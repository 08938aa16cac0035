mod bing;
mod gateway;
mod google;
mod handle;
mod language;
mod transport;
mod types;

pub use bing::{BingCredentials, BingTranslator, DEFAULT_BING_ENDPOINT};
pub use gateway::{Backend, Capability, Credentials, Gateway, GatewayBuilder};
pub use google::{DEFAULT_GOOGLE_ENDPOINT, GoogleCredentials, GoogleTranslator};
pub use handle::{Outcome, RequestHandle, spawn_request};
pub use language::{bing_language_code, normalize_source, validate_language};
pub use types::{Detection, TranslateRequest, Translation};

/// Response parsers, exposed for callers that run their own HTTP stack.
pub mod parse {
    pub use super::bing::parse_translate_response as bing_translate;
    pub use super::google::{
        parse_detect_response as google_detect, parse_languages_response as google_languages,
        parse_translate_response as google_translate,
    };
}
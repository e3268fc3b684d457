use super::{ClassId, ScheduledLesson, TeacherId};

/// The scope selection surface a CLI/API consumer exposes (spec.md §6).
#[derive(Debug, Clone, PartialEq, Eq)]
pub enum Scope {
    All,
    Class(ClassId),
    Teacher(TeacherId),
    AllClasses,
    AllTeachers,
}

impl Scope {
    /// Whether a previously-persisted lesson falls inside this scope (and
    /// therefore should be cleared/ignored rather than seeded as
    /// "other-scope" occupancy during incremental regeneration).
    pub fn includes(&self, lesson: &ScheduledLesson) -> bool {
        match self {
            Scope::All | Scope::AllClasses | Scope::AllTeachers => true,
            Scope::Class(class_id) => &lesson.class_id == class_id,
            Scope::Teacher(teacher_id) => &lesson.teacher_id == teacher_id,
        }
    }
}

/// `regenerate = true` discards every previously-persisted lesson, in or
/// out of `scope`, and schedules purely from the input demands. The
/// default (`false`) always seeds out-of-scope lessons as background
/// occupancy — a narrower scope never get to double-book a slot another
/// class or teacher already holds outside it — and always discards
/// in-scope lessons, since those are exactly what this run regenerates
/// (spec.md §4.2).
#[derive(Debug, Clone, Copy, Default)]
pub struct GenerateOptions {
    pub regenerate: bool,
}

※

* _WORK TASK_
In the records above, collect each line with "lessons".

* _EXERCISE ANSWER_
/// default (`false`) always seeds out-of-scope lessons as background
/// in-scope lessons, since those are exactly what this run regenerates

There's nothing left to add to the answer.